Posts by Grooguit

    I say keep the effects coming. As CK promised that the tone of amp profiles won't be changed or sacrificed, the more effect possibilities the better. Better yet, have downloadable effects that don't need to be downloaded with updates, so users that don't want more built in effects don't have to be "burdened" with effects they don't want. As far as effects that don't stand the test of time, that is the whole point of new effects being released. If, say, five years from now there is some new trend with reverb, the folks at Kemper can release an effect that does that fad. As far as this being a product that lasts decades, consider the folks that own it are individuals that are willing to spend more than the typical guitarist. More than likely, within five years, there will be a new version of the KPA that perhaps does some of the things that have been discussed on this forum that likely can't be done on the current version. There's also a possibility that they'll release a version that simply does nothing but amp profiling, perhaps it could fit in a 1U rack, in the next couple years? More than likely, within 5 years, most of us will be lusting after/planning to own a new version of this product. Perhaps it will be a full-featured audio interface that includes a mic preamp and phantom power, or has the ability to mix and blend several profiles, thanks to a future more capable processor? That does not even include the possibility of competition from other companies, doing something similar to what the Kemper does. That fact, is even if you desire a version without all the effects, your current Kemper still includes all the buttons and such for the effects that you don't want.

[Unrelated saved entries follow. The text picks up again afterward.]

use crate::models::{
    AssignmentResult, AssignmentRow, RawRow, SITE_COLUMN, STAFF_NAME_COLUMN, TEAM_COLUMN,
};
use calamine::{open_workbook_auto_from_rs, Data, Reader};
use csv::{ReaderBuilder, Trim, WriterBuilder};
use rust_xlsxwriter::{Format, Workbook, XlsxError};
use std::collections::HashSet;
use std::io::{Cursor, Read, Write};
use thiserror::Error;

/// Columns that must be present in an uploaded roster sheet
pub const REQUIRED_COLUMNS: [&str; 3] = [STAFF_NAME_COLUMN, TEAM_COLUMN, SITE_COLUMN];

/// Header row of the exported pairing sheet
pub const EXPORT_HEADERS: [&str; 2] = ["Person 1", "Person 2"];

/// Name of the single worksheet in the exported workbook
pub const EXPORT_SHEET_NAME: &str = "Matches";

/// Errors that can occur while reading or writing spreadsheets
#[derive(Debug, Error)]
pub enum SpreadsheetError {
    #[error("CSV error: {0}")]
    CsvError(#[from] csv::Error),

    #[error("IO error: {0}")]
    IoError(#[from] std::io::Error),

    #[error("Workbook error: {0}")]
    WorkbookError(#[from] calamine::Error),

    #[error("XLSX error: {0}")]
    XlsxError(#[from] XlsxError),

    #[error("Workbook has no worksheets")]
    EmptyWorkbook,

    #[error("Missing required column: {0}")]
    MissingColumn(String),
}

fn check_required_columns<'a>(
    headers: impl IntoIterator<Item = &'a str>,
) -> Result<(), SpreadsheetError> {
    let present: HashSet<&str> = headers.into_iter().collect();
    match REQUIRED_COLUMNS.iter().find(|column| !present.contains(*column)) {
        Some(missing) => Err(SpreadsheetError::MissingColumn(missing.to_string())),
        None => Ok(()),
    }
}

/// Read roster rows from CSV text with a header row.
///
/// Rows shorter than the header are accepted; their missing cells are
/// simply absent from the row map.
pub fn read_roster_csv<R: Read>(reader: R) -> Result<Vec<RawRow>, SpreadsheetError> {
    let mut reader = ReaderBuilder::new()
        .flexible(true)
        .trim(Trim::Headers)
        .from_reader(reader);

    let headers = reader.headers()?.clone();
    check_required_columns(headers.iter())?;

    let mut rows = Vec::new();
    for record in reader.records() {
        let record = record?;
        let row: RawRow = headers
            .iter()
            .zip(record.iter())
            .map(|(column, value)| (column.to_string(), value.to_string()))
            .collect();
        rows.push(row);
    }

    tracing::debug!("Read {} roster rows ({} columns)", rows.len(), headers.len());

    Ok(rows)
}

/// Read roster rows from the first worksheet of an `.xlsx`, `.xls` or
/// `.ods` workbook. The first row of the used range is the header row.
///
/// Empty cells are left out of the row map and fully blank rows are
/// skipped. Whole numbers (Excel stores `Team #` as a float) are rendered
/// without a fractional part, so `1.0` reads as `"1"`.
pub fn read_roster_xlsx(bytes: &[u8]) -> Result<Vec<RawRow>, SpreadsheetError> {
    let mut workbook = open_workbook_auto_from_rs(Cursor::new(bytes))?;
    let range = workbook
        .worksheet_range_at(0)
        .ok_or(SpreadsheetError::EmptyWorkbook)??;

    let mut lines = range.rows();
    let headers: Vec<String> = lines
        .next()
        .map(|header| header.iter().map(|cell| cell_text(cell).trim().to_string()).collect())
        .unwrap_or_default();
    check_required_columns(headers.iter().map(String::as_str))?;

    let mut rows = Vec::new();
    for line in lines {
        let row: RawRow = headers
            .iter()
            .zip(line.iter())
            .filter(|(column, cell)| !column.is_empty() && !matches!(cell, Data::Empty))
            .map(|(column, cell)| (column.clone(), cell_text(cell)))
            .collect();
        if !row.is_empty() {
            rows.push(row);
        }
    }

    tracing::debug!("Read {} roster rows from workbook ({} columns)", rows.len(), headers.len());

    Ok(rows)
}

fn cell_text(cell: &Data) -> String {
    match cell {
        Data::Empty => String::new(),
        Data::String(s) => s.clone(),
        Data::Float(f) if f.is_finite() && f.fract() == 0.0 => format!("{}", *f as i64),
        other => other.to_string(),
    }
}

/// Write the pairing sheet: a `Person 1`/`Person 2` header, then one row per assignment
pub fn write_assignments_csv<W: Write>(
    writer: W,
    result: &AssignmentResult,
) -> Result<(), SpreadsheetError> {
    let mut writer = WriterBuilder::new().has_headers(false).from_writer(writer);

    writer.write_record(EXPORT_HEADERS)?;
    for assignment in result {
        let row = AssignmentRow::from(assignment);
        writer.write_record([row.person1.as_str(), row.person2.as_str()])?;
    }

    writer.flush()?;
    Ok(())
}

/// Render the pairing sheet into an in-memory CSV document
pub fn assignments_to_csv(result: &AssignmentResult) -> Result<String, SpreadsheetError> {
    let mut buffer = Vec::new();
    write_assignments_csv(&mut buffer, result)?;
    Ok(String::from_utf8_lossy(&buffer).into_owned())
}

/// Render the pairing sheet as an `.xlsx` workbook with one "Matches"
/// sheet. Unmatched people get an empty `Person 2` cell.
pub fn assignments_to_xlsx(result: &AssignmentResult) -> Result<Vec<u8>, SpreadsheetError> {
    let mut workbook = Workbook::new();
    let header = Format::new().set_bold();

    let worksheet = workbook.add_worksheet();
    worksheet.set_name(EXPORT_SHEET_NAME)?;
    for (col, title) in (0u16..).zip(EXPORT_HEADERS) {
        worksheet.write_string_with_format(0, col, title, &header)?;
    }

    for (row, assignment) in (1u32..).zip(result) {
        worksheet.write_string(row, 0, assignment.first.as_str())?;
        if let Some(second) = assignment.second.as_deref() {
            worksheet.write_string(row, 1, second)?;
        }
    }

    Ok(workbook.save_to_buffer()?)
}

/// Human-readable lines: `A ↔ B` for pairs, `A` alone for unmatched
pub fn render_preview(result: &AssignmentResult) -> Vec<String> {
    result
        .assignments()
        .iter()
        .map(|assignment| match &assignment.second {
            Some(second) => format!("{} ↔ {}", assignment.first, second),
            None => assignment.first.clone(),
        })
        .collect()
}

    Obviously there are reasonable limits on the scope of effects that a single all-in-one can do versus the endless possibilites that can be achieved with dozens of effects pedals and racks of gear. However, at present, the KPA is only lacking a few bells and whistles in the effects area that constitute all of the effects that 99% of guitarists use, and that are present in all lower quality all in one products, and the high end ass-fx. At present, all it really lacks are some pitch effects, and a few synth like things. Since it's capable of handling the live effect needs of most guitarists, why not include them? I own the toaster version (don't we all) and have no desire to get an enormous rack case (think I'd need 4-5U for just the Kemper), then needing a a power conditioner, and rack effects processor. Or having to run 3 or 4 extra cables from my floorboard so that I can integrate external effects. Honestly, for live purposes, the quality of effects is less important. I mean, in most live mixes, is your audience really going to notice a world of difference between a TC electronic analog delay and a Line 6 analog delay, especially when the whole band is playing? For studio use, just bypass them, what's the issue?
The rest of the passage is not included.